_Exercise directions:_ Print exactly the lines below between the line holding "for entry in" and the line holding "assert_eq!(registry.len(), 1);", inclusive, and nothing more.

Stored items
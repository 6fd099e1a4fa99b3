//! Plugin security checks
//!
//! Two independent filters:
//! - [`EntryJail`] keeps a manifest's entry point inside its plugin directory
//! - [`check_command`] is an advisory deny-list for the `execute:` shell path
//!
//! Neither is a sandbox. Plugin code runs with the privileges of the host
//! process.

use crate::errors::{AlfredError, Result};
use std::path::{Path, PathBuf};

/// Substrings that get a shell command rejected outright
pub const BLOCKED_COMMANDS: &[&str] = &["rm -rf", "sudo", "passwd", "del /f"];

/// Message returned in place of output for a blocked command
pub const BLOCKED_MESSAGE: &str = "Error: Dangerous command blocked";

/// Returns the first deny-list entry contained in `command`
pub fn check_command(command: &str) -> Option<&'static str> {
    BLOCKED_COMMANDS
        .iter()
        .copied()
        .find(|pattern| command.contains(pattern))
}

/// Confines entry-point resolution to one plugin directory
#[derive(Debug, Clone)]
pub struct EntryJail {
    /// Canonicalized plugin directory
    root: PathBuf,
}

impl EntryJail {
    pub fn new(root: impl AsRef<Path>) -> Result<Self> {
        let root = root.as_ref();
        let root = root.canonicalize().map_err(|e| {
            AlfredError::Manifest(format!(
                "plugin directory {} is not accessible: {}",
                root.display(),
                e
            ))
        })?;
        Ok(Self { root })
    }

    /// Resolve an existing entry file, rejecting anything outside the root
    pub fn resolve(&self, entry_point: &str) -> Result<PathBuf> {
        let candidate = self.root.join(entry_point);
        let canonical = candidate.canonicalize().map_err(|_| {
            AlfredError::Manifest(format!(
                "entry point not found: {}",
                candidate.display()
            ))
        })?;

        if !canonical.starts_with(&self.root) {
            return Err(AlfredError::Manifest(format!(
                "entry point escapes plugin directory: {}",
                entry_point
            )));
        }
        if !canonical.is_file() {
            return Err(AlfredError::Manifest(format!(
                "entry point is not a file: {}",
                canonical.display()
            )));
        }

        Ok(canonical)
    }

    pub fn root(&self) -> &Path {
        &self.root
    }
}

* * *

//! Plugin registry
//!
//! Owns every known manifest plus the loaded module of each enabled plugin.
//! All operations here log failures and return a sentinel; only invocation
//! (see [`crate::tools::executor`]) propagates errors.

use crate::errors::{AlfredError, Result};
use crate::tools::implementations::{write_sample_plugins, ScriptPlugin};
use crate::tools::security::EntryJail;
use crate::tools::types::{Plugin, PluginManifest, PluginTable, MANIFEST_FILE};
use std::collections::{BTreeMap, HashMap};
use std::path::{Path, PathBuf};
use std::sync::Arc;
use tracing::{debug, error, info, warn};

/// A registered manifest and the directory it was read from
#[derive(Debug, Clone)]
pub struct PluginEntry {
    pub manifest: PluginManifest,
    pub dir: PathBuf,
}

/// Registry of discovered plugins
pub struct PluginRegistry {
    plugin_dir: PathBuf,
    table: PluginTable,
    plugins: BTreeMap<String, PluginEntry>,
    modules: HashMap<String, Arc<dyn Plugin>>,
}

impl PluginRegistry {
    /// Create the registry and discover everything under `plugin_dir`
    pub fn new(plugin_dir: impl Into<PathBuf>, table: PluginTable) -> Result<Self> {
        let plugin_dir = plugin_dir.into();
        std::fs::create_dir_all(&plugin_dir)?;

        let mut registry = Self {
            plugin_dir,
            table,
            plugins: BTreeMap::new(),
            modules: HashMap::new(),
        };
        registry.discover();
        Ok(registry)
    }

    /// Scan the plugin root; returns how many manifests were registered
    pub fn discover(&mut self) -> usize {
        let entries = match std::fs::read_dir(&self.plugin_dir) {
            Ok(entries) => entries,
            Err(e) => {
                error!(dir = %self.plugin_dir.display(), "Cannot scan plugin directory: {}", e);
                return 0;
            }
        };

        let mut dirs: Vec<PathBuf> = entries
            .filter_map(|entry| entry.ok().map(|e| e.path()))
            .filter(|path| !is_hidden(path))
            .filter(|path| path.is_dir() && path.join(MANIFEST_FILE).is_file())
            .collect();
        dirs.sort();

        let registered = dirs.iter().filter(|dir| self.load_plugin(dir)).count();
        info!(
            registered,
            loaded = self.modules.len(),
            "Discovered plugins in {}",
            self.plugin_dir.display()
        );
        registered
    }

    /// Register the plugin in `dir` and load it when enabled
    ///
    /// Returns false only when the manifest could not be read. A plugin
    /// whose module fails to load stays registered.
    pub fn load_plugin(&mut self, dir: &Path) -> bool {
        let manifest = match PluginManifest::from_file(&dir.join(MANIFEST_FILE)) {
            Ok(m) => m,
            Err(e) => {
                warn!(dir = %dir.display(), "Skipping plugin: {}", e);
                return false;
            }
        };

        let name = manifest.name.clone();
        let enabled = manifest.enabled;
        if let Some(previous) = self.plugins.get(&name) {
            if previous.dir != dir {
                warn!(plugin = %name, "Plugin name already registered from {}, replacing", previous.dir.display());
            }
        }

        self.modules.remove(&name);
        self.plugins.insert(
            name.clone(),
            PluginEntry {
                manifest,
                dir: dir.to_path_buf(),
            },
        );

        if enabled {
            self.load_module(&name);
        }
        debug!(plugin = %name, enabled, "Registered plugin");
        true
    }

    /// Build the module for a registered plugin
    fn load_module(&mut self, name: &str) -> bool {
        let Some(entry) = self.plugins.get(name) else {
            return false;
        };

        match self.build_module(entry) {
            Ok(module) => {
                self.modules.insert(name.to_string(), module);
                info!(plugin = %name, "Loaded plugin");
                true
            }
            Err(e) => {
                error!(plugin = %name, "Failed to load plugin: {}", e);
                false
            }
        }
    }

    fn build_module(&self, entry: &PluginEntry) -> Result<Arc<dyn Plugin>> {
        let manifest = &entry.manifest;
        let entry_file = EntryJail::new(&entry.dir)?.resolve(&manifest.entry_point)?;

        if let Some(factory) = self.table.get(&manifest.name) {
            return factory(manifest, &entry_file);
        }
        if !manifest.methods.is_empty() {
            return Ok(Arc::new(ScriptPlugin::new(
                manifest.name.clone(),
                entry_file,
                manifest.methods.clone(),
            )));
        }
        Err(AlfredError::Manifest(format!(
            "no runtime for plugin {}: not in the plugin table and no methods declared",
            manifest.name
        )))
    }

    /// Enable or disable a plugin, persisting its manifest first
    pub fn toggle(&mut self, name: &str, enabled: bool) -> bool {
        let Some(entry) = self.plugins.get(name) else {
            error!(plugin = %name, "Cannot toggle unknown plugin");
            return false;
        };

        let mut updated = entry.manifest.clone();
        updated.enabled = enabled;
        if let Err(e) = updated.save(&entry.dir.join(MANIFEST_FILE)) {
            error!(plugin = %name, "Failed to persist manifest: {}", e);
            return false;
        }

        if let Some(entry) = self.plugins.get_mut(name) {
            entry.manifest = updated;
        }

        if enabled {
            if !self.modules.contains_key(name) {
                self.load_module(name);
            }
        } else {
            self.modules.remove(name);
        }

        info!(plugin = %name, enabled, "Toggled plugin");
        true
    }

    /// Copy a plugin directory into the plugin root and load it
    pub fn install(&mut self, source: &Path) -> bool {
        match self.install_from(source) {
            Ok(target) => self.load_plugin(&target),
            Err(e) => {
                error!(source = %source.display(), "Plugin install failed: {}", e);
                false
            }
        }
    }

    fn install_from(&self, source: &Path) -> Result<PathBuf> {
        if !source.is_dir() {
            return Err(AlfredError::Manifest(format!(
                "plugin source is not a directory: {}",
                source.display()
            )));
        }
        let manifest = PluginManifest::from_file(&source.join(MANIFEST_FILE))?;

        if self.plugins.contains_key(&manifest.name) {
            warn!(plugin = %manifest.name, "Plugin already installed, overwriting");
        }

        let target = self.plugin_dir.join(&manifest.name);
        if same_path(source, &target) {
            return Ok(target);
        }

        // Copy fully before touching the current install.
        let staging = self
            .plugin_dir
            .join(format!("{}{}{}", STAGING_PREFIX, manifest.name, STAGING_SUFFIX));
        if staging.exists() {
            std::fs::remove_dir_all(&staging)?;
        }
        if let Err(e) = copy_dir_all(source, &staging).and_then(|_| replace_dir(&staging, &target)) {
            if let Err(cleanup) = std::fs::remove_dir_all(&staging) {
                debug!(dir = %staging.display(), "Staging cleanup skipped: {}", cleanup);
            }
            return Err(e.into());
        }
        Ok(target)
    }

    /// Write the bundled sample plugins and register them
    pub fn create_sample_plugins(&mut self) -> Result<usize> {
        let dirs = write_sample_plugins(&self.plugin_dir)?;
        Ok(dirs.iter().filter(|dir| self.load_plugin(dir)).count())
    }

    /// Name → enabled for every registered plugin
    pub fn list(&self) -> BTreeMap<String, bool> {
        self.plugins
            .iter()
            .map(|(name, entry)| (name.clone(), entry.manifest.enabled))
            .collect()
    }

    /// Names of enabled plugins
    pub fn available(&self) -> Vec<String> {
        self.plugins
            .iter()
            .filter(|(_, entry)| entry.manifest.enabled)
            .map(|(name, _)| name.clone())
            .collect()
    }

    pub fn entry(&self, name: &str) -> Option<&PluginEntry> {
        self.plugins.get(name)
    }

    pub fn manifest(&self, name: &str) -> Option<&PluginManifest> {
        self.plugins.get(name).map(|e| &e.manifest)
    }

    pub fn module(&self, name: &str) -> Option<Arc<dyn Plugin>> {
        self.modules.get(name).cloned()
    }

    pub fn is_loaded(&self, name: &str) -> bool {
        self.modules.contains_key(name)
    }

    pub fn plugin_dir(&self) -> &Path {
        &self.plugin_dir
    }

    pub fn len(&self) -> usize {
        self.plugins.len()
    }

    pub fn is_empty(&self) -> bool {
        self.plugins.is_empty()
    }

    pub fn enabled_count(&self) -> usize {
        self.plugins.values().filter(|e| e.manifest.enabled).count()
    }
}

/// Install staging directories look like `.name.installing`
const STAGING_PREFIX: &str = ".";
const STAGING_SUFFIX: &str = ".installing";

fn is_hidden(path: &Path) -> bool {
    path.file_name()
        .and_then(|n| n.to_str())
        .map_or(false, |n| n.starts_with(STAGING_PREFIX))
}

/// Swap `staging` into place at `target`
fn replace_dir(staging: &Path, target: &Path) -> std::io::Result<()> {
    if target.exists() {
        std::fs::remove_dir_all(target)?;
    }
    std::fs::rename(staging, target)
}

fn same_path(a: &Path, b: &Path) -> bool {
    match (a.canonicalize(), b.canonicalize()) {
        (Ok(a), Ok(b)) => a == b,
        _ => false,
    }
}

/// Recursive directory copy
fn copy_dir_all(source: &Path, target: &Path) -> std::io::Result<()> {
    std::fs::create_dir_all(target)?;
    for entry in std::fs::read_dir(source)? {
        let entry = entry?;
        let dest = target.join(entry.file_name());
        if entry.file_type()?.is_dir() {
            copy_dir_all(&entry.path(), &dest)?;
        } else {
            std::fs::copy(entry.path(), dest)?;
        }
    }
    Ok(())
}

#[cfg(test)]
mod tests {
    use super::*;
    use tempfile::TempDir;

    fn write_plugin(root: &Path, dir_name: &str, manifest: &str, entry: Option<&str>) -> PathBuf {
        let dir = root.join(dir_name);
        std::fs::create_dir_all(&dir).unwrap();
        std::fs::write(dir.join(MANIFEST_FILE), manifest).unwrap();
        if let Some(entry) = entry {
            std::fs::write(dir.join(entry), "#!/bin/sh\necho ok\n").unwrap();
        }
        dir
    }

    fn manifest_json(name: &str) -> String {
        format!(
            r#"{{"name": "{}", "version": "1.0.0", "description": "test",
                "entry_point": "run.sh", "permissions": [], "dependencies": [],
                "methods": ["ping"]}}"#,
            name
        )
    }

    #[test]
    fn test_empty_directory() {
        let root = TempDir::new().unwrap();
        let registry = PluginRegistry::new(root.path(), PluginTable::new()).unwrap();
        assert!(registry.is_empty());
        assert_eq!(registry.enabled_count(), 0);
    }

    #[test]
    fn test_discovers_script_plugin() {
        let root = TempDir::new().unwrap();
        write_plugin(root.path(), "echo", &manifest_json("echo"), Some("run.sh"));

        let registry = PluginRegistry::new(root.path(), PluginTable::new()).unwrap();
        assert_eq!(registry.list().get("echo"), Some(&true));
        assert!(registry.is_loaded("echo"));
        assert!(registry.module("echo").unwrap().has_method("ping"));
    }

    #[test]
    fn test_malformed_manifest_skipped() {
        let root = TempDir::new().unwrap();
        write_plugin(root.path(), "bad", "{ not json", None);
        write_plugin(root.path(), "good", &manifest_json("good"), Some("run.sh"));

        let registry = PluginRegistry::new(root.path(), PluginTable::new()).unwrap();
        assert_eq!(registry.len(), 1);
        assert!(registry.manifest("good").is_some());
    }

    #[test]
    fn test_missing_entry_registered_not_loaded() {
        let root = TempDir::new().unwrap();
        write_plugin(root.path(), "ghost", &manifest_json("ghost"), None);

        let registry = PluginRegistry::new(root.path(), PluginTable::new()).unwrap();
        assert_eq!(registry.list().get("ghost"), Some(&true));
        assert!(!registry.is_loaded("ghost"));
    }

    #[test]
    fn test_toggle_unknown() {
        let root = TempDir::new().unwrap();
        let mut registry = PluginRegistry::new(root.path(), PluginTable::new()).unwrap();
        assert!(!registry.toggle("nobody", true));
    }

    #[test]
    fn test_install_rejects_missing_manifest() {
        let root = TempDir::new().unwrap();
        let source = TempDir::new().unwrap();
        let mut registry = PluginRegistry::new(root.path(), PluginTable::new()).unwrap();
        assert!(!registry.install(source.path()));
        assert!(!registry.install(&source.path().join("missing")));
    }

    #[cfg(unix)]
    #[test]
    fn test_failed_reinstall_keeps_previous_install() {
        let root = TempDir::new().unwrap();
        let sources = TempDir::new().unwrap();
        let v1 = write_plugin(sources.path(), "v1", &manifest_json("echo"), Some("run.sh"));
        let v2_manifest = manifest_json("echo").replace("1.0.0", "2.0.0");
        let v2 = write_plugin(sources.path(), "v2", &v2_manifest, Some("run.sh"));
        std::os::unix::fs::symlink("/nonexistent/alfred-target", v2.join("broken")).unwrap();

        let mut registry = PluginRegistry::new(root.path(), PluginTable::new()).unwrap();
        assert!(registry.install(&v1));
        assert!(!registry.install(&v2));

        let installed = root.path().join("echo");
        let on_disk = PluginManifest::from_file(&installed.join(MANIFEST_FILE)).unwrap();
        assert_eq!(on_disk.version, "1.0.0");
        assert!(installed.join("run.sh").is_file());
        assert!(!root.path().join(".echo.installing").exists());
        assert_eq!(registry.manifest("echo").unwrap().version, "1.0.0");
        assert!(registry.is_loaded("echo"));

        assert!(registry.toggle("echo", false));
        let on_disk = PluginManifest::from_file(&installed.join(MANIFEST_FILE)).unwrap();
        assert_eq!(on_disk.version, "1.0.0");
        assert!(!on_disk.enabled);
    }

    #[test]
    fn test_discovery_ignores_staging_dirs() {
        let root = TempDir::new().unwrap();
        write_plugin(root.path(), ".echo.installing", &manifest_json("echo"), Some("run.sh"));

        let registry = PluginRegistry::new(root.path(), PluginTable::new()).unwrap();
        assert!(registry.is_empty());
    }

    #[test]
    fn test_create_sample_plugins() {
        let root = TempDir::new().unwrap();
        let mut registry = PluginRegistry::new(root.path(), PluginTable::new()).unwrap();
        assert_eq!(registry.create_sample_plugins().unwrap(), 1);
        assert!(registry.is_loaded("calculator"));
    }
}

_Answer:_
    for entry in std::fs::read_dir(source)? {
        let entry = entry?;
        let dest = target.join(entry.file_name());
        if entry.file_type()?.is_dir() {
            copy_dir_all(&entry.path(), &dest)?;
        } else {
            std::fs::copy(entry.path(), dest)?;
        }
    }
    Ok(())
}

#[cfg(test)]
mod tests {
    use super::*;
    use tempfile::TempDir;

    fn write_plugin(root: &Path, dir_name: &str, manifest: &str, entry: Option<&str>) -> PathBuf {
        let dir = root.join(dir_name);
        std::fs::create_dir_all(&dir).unwrap();
        std::fs::write(dir.join(MANIFEST_FILE), manifest).unwrap();
        if let Some(entry) = entry {
            std::fs::write(dir.join(entry), "#!/bin/sh\necho ok\n").unwrap();
        }
        dir
    }

    fn manifest_json(name: &str) -> String {
        format!(
            r#"{{"name": "{}", "version": "1.0.0", "description": "test",
                "entry_point": "run.sh", "permissions": [], "dependencies": [],
                "methods": ["ping"]}}"#,
            name
        )
    }

    #[test]
    fn test_empty_directory() {
        let root = TempDir::new().unwrap();
        let registry = PluginRegistry::new(root.path(), PluginTable::new()).unwrap();
        assert!(registry.is_empty());
        assert_eq!(registry.enabled_count(), 0);
    }

    #[test]
    fn test_discovers_script_plugin() {
        let root = TempDir::new().unwrap();
        write_plugin(root.path(), "echo", &manifest_json("echo"), Some("run.sh"));

        let registry = PluginRegistry::new(root.path(), PluginTable::new()).unwrap();
        assert_eq!(registry.list().get("echo"), Some(&true));
        assert!(registry.is_loaded("echo"));
        assert!(registry.module("echo").unwrap().has_method("ping"));
    }

    #[test]
    fn test_malformed_manifest_skipped() {
        let root = TempDir::new().unwrap();
        write_plugin(root.path(), "bad", "{ not json", None);
        write_plugin(root.path(), "good", &manifest_json("good"), Some("run.sh"));

        let registry = PluginRegistry::new(root.path(), PluginTable::new()).unwrap();
        assert_eq!(registry.len(), 1);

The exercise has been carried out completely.